“When the County Commissioners, visited the Infirmary last Thursday, they found a colored girl, who gave the name Jennie Brown, occupying quarters there, who rejoices in a baby that has no apparent trace of African blood in its veins. The girl had been a domestic in this city, and was taken to the institution about the middle of January giving birth to the scion on the immortal 22nd of February. When the dignified Commissioners interrogated her, she states that the father of the child was a colored man named Brown, on the steamer Bonanza, but as the child was off-color, the Board were moved to doubt the reputed paternity of the child. The Commissioners gave directions to have a Justice of the Peace take her affidavit upon this point.”1
Record of Infirmary Inmates
The Record of Infirmary Inmates notes seventeen-year-old Jennie Brown’s admission date at Infirmary as December 31, 1879. The discharge date is not found on the subsequent page nor is her continued residence at the Infirmary documented.
In September of 1880 George Brown, aged 5 months, is included in the Record of Infirmary Inmates. His date of admission is January 22, 1880, and includes the remark that he was born in the Infirmary.

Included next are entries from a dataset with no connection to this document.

use super::traits::PixelRenderer;
use super::types::Cell;
use image::Rgb;
use ratatui::style::Color;

const RAMP: [char; 10] = [' ', '.', ':', '-', '=', '+', '*', '#', '%', '@'];

/// Luminance shading for terminals without truecolor.
pub struct AsciiRenderer;

impl PixelRenderer for AsciiRenderer {
    fn render_pair(&self, top: Rgb<u8>, bottom: Option<Rgb<u8>>) -> Cell {
        let luma = match bottom {
            Some(bottom) => (luminance(top) + luminance(bottom)) / 2,
            None => luminance(top),
        };
        let index = luma as usize * (RAMP.len() - 1) / 255;
        Cell::new(RAMP[index], Color::Gray, Color::Reset)
    }
}

fn luminance(pixel: Rgb<u8>) -> u32 {
    let [r, g, b] = pixel.0;
    (299 * r as u32 + 587 * g as u32 + 114 * b as u32) / 1000
}
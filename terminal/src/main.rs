use anyhow::{Context, Result};
use clap::Parser;
use common::{Event, PlaybackEngine, Reporter, Session, Viewer};
use crossterm::{
    execute,
    terminal::{disable_raw_mode, enable_raw_mode, EnterAlternateScreen, LeaveAlternateScreen},
};
use ratatui::{
    backend::{Backend, CrosstermBackend},
    Terminal,
};
use std::io;
use tokio::sync::mpsc::{self, UnboundedReceiver};
use tracing::{error, info};

use terminal::app::App;
use terminal::config::Config;
use terminal::input::spawn_input_thread;
use terminal::loader::{AssetLoader, JpegSink};
use terminal::logging;
use terminal::timer::TokioScheduler;

#[tokio::main]
async fn main() -> Result<()> {
    // Load .env file if exists
    dotenv::dotenv().ok();
    let config = Config::parse();

    logging::init(&config.log_file)?;
    info!("starting with asset directory {:?}", config.asset_path);

    if !config.asset_path.exists() {
        info!("creating asset directory {:?}", config.asset_path);
        std::fs::create_dir_all(&config.asset_path).with_context(|| {
            format!("Failed to create asset directory: {:?}", config.asset_path)
        })?;
    }

    // One queue, two producers: the input thread and the playback timer
    let (events_tx, events_rx) = mpsc::unbounded_channel();
    let (reporter, reports) = Reporter::channel();

    let engine = PlaybackEngine::new(
        Box::new(TokioScheduler::new(events_tx.clone())),
        config.policy(),
        reporter.clone(),
    );
    let session = Session::new(
        engine,
        Box::new(AssetLoader::new(
            config.asset_path.clone(),
            config.max_width,
            config.max_height,
        )),
        Box::new(JpegSink::new(config.asset_path.clone())),
        reporter.clone(),
    );
    let viewer = Viewer::new(session, reporter).context("Failed to build command menu")?;
    let mut app = App::new(viewer, reports, config.render_mode());

    if let Some(item) = config.initial_item() {
        app.load_item(item);
    }

    // Setup terminal
    enable_raw_mode()?;
    let mut stdout = io::stdout();
    execute!(stdout, EnterAlternateScreen)?;
    let backend = CrosstermBackend::new(stdout);
    let mut terminal = Terminal::new(backend)?;

    let res = match spawn_input_thread(events_tx) {
        Ok(_) => run_app(&mut terminal, &mut app, events_rx).await,
        Err(err) => Err(err),
    };

    // Restore terminal
    disable_raw_mode()?;
    execute!(terminal.backend_mut(), LeaveAlternateScreen)?;
    terminal.show_cursor()?;

    if let Err(err) = res {
        error!("viewer stopped: {:?}", err);
        eprintln!("Error: {:?}", err);
    }

    info!("bye");
    Ok(())
}

async fn run_app<B: Backend>(
    terminal: &mut Terminal<B>,
    app: &mut App,
    mut events: UnboundedReceiver<Event>,
) -> Result<()> {
    loop {
        app.drain_reports();
        terminal.draw(|f| app.render(f))?;

        let Some(event) = events.recv().await else {
            return Ok(());
        };
        app.handle_event(event);

        // Handle whatever else queued up before drawing again
        while let Ok(event) = events.try_recv() {
            app.handle_event(event);
            if !app.is_running() {
                break;
            }
        }

        if !app.is_running() {
            return Ok(());
        }
    }
}
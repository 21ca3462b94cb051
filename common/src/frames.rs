use serde::{Deserialize, Serialize};
use std::fmt;
use std::path::PathBuf;
use std::str::FromStr;
use thiserror::Error;

pub type Frame = image::RgbImage;

/// Numeric identifier of a loadable item.
#[derive(Debug, Clone, Copy, PartialEq, Eq, PartialOrd, Ord, Hash, Serialize, Deserialize)]
pub struct ItemId(pub u64);

impl fmt::Display for ItemId {
    fn fmt(&self, f: &mut fmt::Formatter<'_>) -> fmt::Result {
        write!(f, "{}", self.0)
    }
}

impl FromStr for ItemId {
    type Err = std::num::ParseIntError;

    fn from_str(s: &str) -> Result<Self, Self::Err> {
        s.trim().parse().map(ItemId)
    }
}

/// Free-form key/value description of an item, shown as-is.
#[derive(Debug, Clone, Default, PartialEq, Eq, Serialize, Deserialize)]
pub struct ItemMetadata {
    pub entries: Vec<(String, String)>,
}

impl ItemMetadata {
    pub fn get(&self, key: &str) -> Option<&str> {
        self.entries
            .iter()
            .find(|(k, _)| k == key)
            .map(|(_, v)| v.as_str())
    }

    /// Flatten a JSON object into display entries. Nested values are kept as
    /// compact JSON, arrays of strings are joined with spaces.
    pub fn from_json(value: &serde_json::Value) -> Self {
        let Some(object) = value.as_object() else {
            return Self::default();
        };

        let entries = object
            .iter()
            .map(|(key, value)| {
                let text = match value {
                    serde_json::Value::String(s) => s.clone(),
                    serde_json::Value::Array(items) if items.iter().all(|v| v.is_string()) => items
                        .iter()
                        .filter_map(|v| v.as_str())
                        .collect::<Vec<_>>()
                        .join(" "),
                    other => other.to_string(),
                };
                (key.clone(), text)
            })
            .collect();

        Self { entries }
    }
}

/// Decoded frames of one item, in display order.
#[derive(Debug, Clone)]
pub struct FrameSource {
    item_id: ItemId,
    frames: Vec<Frame>,
    metadata: ItemMetadata,
}

impl FrameSource {
    pub fn new(item_id: ItemId, frames: Vec<Frame>, metadata: ItemMetadata) -> Self {
        Self {
            item_id,
            frames,
            metadata,
        }
    }

    pub fn item_id(&self) -> ItemId {
        self.item_id
    }

    pub fn len(&self) -> usize {
        self.frames.len()
    }

    pub fn is_empty(&self) -> bool {
        self.frames.is_empty()
    }

    pub fn frame(&self, index: usize) -> Option<&Frame> {
        self.frames.get(index)
    }

    pub fn metadata(&self) -> &ItemMetadata {
        &self.metadata
    }
}

#[derive(Debug, Error)]
pub enum LoadError {
    #[error("item {0} not found")]
    NotFound(ItemId),
    #[error("item {0} has no frames")]
    Empty(ItemId),
    #[error("failed to decode {path:?}")]
    Decode {
        path: PathBuf,
        #[source]
        source: image::ImageError,
    },
    #[error("failed to read {path:?}")]
    Io {
        path: PathBuf,
        #[source]
        source: std::io::Error,
    },
    #[error("invalid metadata in {path:?}")]
    Metadata {
        path: PathBuf,
        #[source]
        source: serde_json::Error,
    },
}

/// Resolves an identifier to its frames.
pub trait Loader {
    fn lookup(&self, id: ItemId) -> Result<FrameSource, LoadError>;
}

#[derive(Debug, Clone, PartialEq, Eq)]
pub enum SaveOutcome {
    Saved(PathBuf),
    /// The destination already existed and was left untouched.
    Skipped(PathBuf),
}

/// Writes single frames somewhere persistent. Never overwrites.
pub trait FrameSink {
    fn save_frame(&self, item: ItemId, index: usize, frame: &Frame) -> anyhow::Result<SaveOutcome>;
}
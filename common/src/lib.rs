mod command;
mod event;
mod frames;
mod keys;
mod menu;
mod playback;
mod report;
mod session;
mod viewer;

pub use command::*;
pub use event::*;
pub use frames::*;
pub use keys::*;
pub use menu::*;
pub use playback::*;
pub use report::*;
pub use session::*;
pub use viewer::*;
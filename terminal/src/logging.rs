use anyhow::{anyhow, Context, Result};
use std::fs::OpenOptions;
use std::path::Path;
use std::sync::Mutex;
use tracing_subscriber::EnvFilter;

/// Install the global subscriber. The terminal is in raw mode while the
/// viewer runs, so everything goes to `path` instead of stdout. `log` records
/// from `common` are forwarded as well. Filter with `RUST_LOG`.
pub fn init(path: &Path) -> Result<()> {
    let file = OpenOptions::new()
        .create(true)
        .append(true)
        .open(path)
        .with_context(|| format!("Failed to open log file: {:?}", path))?;

    let filter = EnvFilter::try_from_default_env().unwrap_or_else(|_| EnvFilter::new("info"));

    tracing_subscriber::fmt()
        .with_env_filter(filter)
        .with_writer(Mutex::new(file))
        .with_ansi(false)
        .try_init()
        .map_err(|err| anyhow!("Failed to install logger: {}", err))
}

Unfortunately, Jennie Brown is not included in the September 1880’s census of inmates which suggests that she no longer was a resident there. It is also unfortunate that no date of discharge or to whom was noted for George Brown.
Father of George Brown
Research of genealogical records of that time returns no relevant results for either Jennie Brown, other than the 1880 Federal Census enumerating her at the Infirmary in June of 1880, however, the book History of Clermont and Brown Counties may provide some clues as to the father’s identity. While not conclusive, it is worthy of additional investigation as Charles Carrol Brown, also known as Charlie Brown, was the US Postal Agent aboard the Bonanza and that a son George T., is given mention.
The 1880 Federal Census enumerated Charles Brown and his family as residing on Court Street in Portsmouth, Ohio, in 1880.
From this information, it is not difficult to imagine that a pregnant seventeen-year-old unwed mother from Portsmouth sought the assistance of the Scioto County Infirmary, that less than a month after her admission she gave birth. It is left to speculation the final outcome for Jennie and her child or the identity of George’s father. It is my hope, however, that this information one day helps another researcher resolve this speculation.